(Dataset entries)
↓

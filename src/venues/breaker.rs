use crate::core::config::BreakerConfig;
use crate::core::events::CircuitState;
use chrono::{DateTime, Utc};
use std::sync::Mutex;
use std::time::Instant;
use tracing::{info, warn};

struct BreakerInner {
    state: CircuitState,
    consecutive_failures: u32,
    opened_at: Option<Instant>,
    probe_in_flight: bool,
    last_transition: DateTime<Utc>,
}

impl BreakerInner {
    fn transition(&mut self, state: CircuitState) {
        self.state = state;
        self.last_transition = Utc::now();
    }

    /// Apply the Open -> HalfOpen transition once the cool-down has
    /// elapsed. Called under the lock by every observer so the state
    /// seen outside is always the effective one.
    fn settle(&mut self, cooldown: std::time::Duration) {
        if self.state == CircuitState::Open {
            if let Some(opened_at) = self.opened_at {
                if opened_at.elapsed() >= cooldown {
                    self.transition(CircuitState::HalfOpen);
                    self.probe_in_flight = false;
                }
            }
        }
    }
}

/// Per-venue circuit breaker gating calls to the venue.
///
/// Closed passes requests through; a run of consecutive failures
/// reaching the threshold opens the circuit; after the cool-down
/// exactly one probe request is admitted. The whole state record
/// lives under one lock, so every transition is a single atomic
/// compare-and-update.
pub struct CircuitBreaker {
    config: BreakerConfig,
    inner: Mutex<BreakerInner>,
}

impl CircuitBreaker {
    pub fn new(config: BreakerConfig) -> Self {
        Self {
            config,
            inner: Mutex::new(BreakerInner {
                state: CircuitState::Closed,
                consecutive_failures: 0,
                opened_at: None,
                probe_in_flight: false,
                last_transition: Utc::now(),
            }),
        }
    }

    /// Whether a call may proceed right now. In HalfOpen only the
    /// first caller is admitted; everyone else is refused until the
    /// probe completes.
    pub fn try_acquire(&self) -> bool {
        let mut inner = self.inner.lock().unwrap();
        inner.settle(self.config.cooldown);
        match inner.state {
            CircuitState::Closed => true,
            CircuitState::Open => false,
            CircuitState::HalfOpen => {
                if inner.probe_in_flight {
                    false
                } else {
                    inner.probe_in_flight = true;
                    true
                }
            }
        }
    }

    /// Record a completed successful request
    pub fn record_success(&self) {
        let mut inner = self.inner.lock().unwrap();
        inner.consecutive_failures = 0;
        inner.probe_in_flight = false;
        if inner.state != CircuitState::Closed {
            info!("circuit breaker closed after successful probe");
            inner.transition(CircuitState::Closed);
            inner.opened_at = None;
        }
    }

    /// Record a completed failed request
    pub fn record_failure(&self) {
        let mut inner = self.inner.lock().unwrap();
        inner.settle(self.config.cooldown);
        inner.consecutive_failures = inner.consecutive_failures.saturating_add(1);
        match inner.state {
            CircuitState::Closed => {
                if inner.consecutive_failures >= self.config.failure_threshold {
                    warn!(
                        failures = inner.consecutive_failures,
                        "circuit breaker opened"
                    );
                    inner.transition(CircuitState::Open);
                    inner.opened_at = Some(Instant::now());
                }
            }
            CircuitState::HalfOpen => {
                warn!("probe failed, circuit breaker reopened");
                inner.transition(CircuitState::Open);
                inner.opened_at = Some(Instant::now());
                inner.probe_in_flight = false;
            }
            CircuitState::Open => {
                // A straggling in-flight call failed; restart the cool-down
                inner.opened_at = Some(Instant::now());
            }
        }
    }

    /// Effective state (Open reported as HalfOpen once the cool-down
    /// has elapsed)
    pub fn state(&self) -> CircuitState {
        let mut inner = self.inner.lock().unwrap();
        inner.settle(self.config.cooldown);
        inner.state
    }

    /// Whether the venue may be offered work: Closed, or HalfOpen with
    /// the probe slot free
    pub fn is_eligible(&self) -> bool {
        let mut inner = self.inner.lock().unwrap();
        inner.settle(self.config.cooldown);
        match inner.state {
            CircuitState::Closed => true,
            CircuitState::HalfOpen => !inner.probe_in_flight,
            CircuitState::Open => false,
        }
    }

    pub fn consecutive_failures(&self) -> u32 {
        self.inner.lock().unwrap().consecutive_failures
    }

    /// Timestamp of the most recent state transition
    pub fn last_transition(&self) -> DateTime<Utc> {
        self.inner.lock().unwrap().last_transition
    }
}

↑

> _To do_:
How many lines in the data above hold the word "failed"? Answer with the number alone.

> _Task solution_:
3